The last queen of Egypt is the subject of Singapore Pinacotheque de Paris' latest blockbuster exhibition, The Myth Of Cleopatra. With close to 200 artefacts and artworks such as paintings and costumes from films, the show explores the myth of this legendary figure.
Cleopatra's Death (circa 1660)
By Sebastiano Mazzoni, oil on canvas, 75x110.5cm
Cleopatra took her own life in 30BC and her death was shrouded in mystery. Some say she was bitten by a deadly venomous snake. Artists in the 15th and 16th centuries explored her death through paintings of what they imagined might have happened.
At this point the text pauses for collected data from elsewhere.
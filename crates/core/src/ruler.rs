//! Ruler tick planning
//!
//! Picks a readable real-world tick spacing for the current scale and lays
//! out tick marks along one canvas axis. Both the interactive rulers and the
//! exported image overlay are driven from the same plan.

use std::ops::RangeInclusive;

/// Spacings a ruler may use, in real units
pub const NICE_SPACINGS: [f64; 13] = [
    0.1, 0.2, 0.5, 1.0, 2.0, 5.0, 10.0, 20.0, 50.0, 100.0, 200.0, 500.0, 1000.0,
];

pub const MAJOR_TICK_LENGTH: u32 = 15;
pub const MINOR_TICK_LENGTH: u32 = 8;
/// Every n-th tick is major and carries a label
pub const MAJOR_TICK_EVERY: usize = 5;
/// Ticks closer together than this are not drawn at all
pub const MIN_TICK_SPACING_PX: f64 = 1.0;
/// Upper bound on ticks laid out along one axis
pub const MAX_TICKS: usize = 10_000;

#[derive(Debug, Clone, Copy, PartialEq, Eq)]
pub enum TickKind {
    Major,
    Minor,
}

impl TickKind {
    pub fn length(self) -> u32 {
        match self {
            TickKind::Major => MAJOR_TICK_LENGTH,
            TickKind::Minor => MINOR_TICK_LENGTH,
        }
    }
}

#[derive(Debug, Clone, PartialEq)]
pub struct Tick {
    /// Position of the tick counted from the axis origin
    pub index: usize,
    /// Canvas pixel position along the axis
    pub position: f64,
    pub kind: TickKind,
    /// Real distance from the origin, one decimal; major ticks only
    pub label: Option<String>,
}

/// Tick spacing chosen for one scale
#[derive(Debug, Clone, Copy, PartialEq)]
pub struct RulerPlan {
    /// Pixels per unit at the current zoom
    pub scale_factor: f64,
    pub spacing_real: f64,
    pub spacing_px: f64,
}

impl RulerPlan {
    /// Plan ticks for `current_scale_factor` pixels per unit
    ///
    /// Returns `None` for a scale that is zero, negative or not finite.
    pub fn new(current_scale_factor: f64) -> Option<Self> {
        if !(current_scale_factor > 0.0 && current_scale_factor.is_finite()) {
            return None;
        }

        let real_per_100px = 100.0 / current_scale_factor;
        let spacing_real = nearest_spacing(real_per_100px);
        Some(Self {
            scale_factor: current_scale_factor,
            spacing_real,
            spacing_px: spacing_real * current_scale_factor,
        })
    }

    /// Every tick from 0 up to and including `extent`
    pub fn ticks(&self, extent: f64) -> Vec<Tick> {
        self.ticks_within(extent, 0.0..=extent)
    }

    /// Ticks up to `extent` that fall inside `visible`
    ///
    /// Indices still count from the axis origin so major ticks stay put
    /// while scrolling. Sub-pixel spacing or a non-finite extent yields no
    /// ticks, and at most [`MAX_TICKS`] are returned.
    pub fn ticks_within(&self, extent: f64, visible: RangeInclusive<f64>) -> Vec<Tick> {
        if !(self.spacing_px >= MIN_TICK_SPACING_PX) || !extent.is_finite() || extent < 0.0 {
            return Vec::new();
        }

        let first = (visible.start().max(0.0) / self.spacing_px).ceil() as usize;
        (first..)
            .map(|index| (index, index as f64 * self.spacing_px))
            .take_while(|&(_, position)| position <= extent && position <= *visible.end())
            .take(MAX_TICKS)
            .map(|(index, position)| self.tick(index, position))
            .collect()
    }

    fn tick(&self, index: usize, position: f64) -> Tick {
        if index % MAJOR_TICK_EVERY == 0 {
            Tick {
                index,
                position,
                kind: TickKind::Major,
                label: Some(format!("{:.1}", position / self.scale_factor)),
            }
        } else {
            Tick { index, position, kind: TickKind::Minor, label: None }
        }
    }
}

/// Candidate closest to `target`; the smaller candidate wins a tie
fn nearest_spacing(target: f64) -> f64 {
    let mut best = NICE_SPACINGS[0];
    for candidate in NICE_SPACINGS {
        if (candidate - target).abs() < (best - target).abs() {
            best = candidate;
        }
    }
    best
}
Royal Coat Of Cleopatra (1963)
By Costumi d'Arte-Peruzzi, Rome, lame fabric of silk and gold
Actress Elizabeth Taylor played the titular character
in the 1963 movie, Cleopatra, which won the Academy Award for Best Costume that year. She wore this cloak in a parade through Rome.
Armour Of Marc Antony (1963)
By Costumi d'Arte-Peruzzi, Rome, painted leather, ornaments moulded in bronze, linen and velvet silk
This Roman general costume was custom-made for Welsh actor Richard Burton, who starred opposite Taylor. They were married from 1964 to 1974 and again from 1975 to 1976.
Portrait Of Cleopatra VII (middle of the 1st century BC)
Fine-grained white marble, 42x25x20cm
This statue is traditionally Hellenistic, with a "melon-like" hairdo typical of depictions of young goddesses then. It is made of marble, a rare material that was used for busts of important members of society.
Cleopatra With The Asp (18th century)
By Jacopo Cestaro, oil on canvas, 44x34cm
This painting explores the circumstances leading to Cleopatra's death, depicting the queen, looking regal, holding an asp. She is also depicted with Greek facial features, though she is Egyptian.
Statue Of A Veiled Woman (Roman imperial age)
White marble and black stone, 108x70x55cm
This statue depicts a high priestess made of white and the more prized black marble. There are two distinct ibis bird's feet
on both sides of the sculpture, suggesting that she is Isis, the goddess of nature.
Funerary Mask (Ptolemaic period between 305 and 30BC)
Painted and gilded cartonnage, 40x35x20cm
This mask, made of papier mache, has its eyes painted as open instead of closed, signifying the Egyptian's belief in life after death. As it is gilded in gold, the mask is believed to be for a female of noble birth.
Snake-Bodied Bracelet (Between 1st century BC and 1st century AD)
Gold and emerald, 4x8.5cm
Part of a pair, this bangle features the asp, a venomous snake that was associated with royalty.
WHERE: Singapore Pinacotheque de Paris, 5 Cox Terrace
MRT: Dhoby Ghaut
WHEN: Till Oct 4
ADMISSION: Standard tickets: $6.50 (children aged three - six), $22 (adults); for Singaporeans orpermanent residents: free (children), $18 (adults).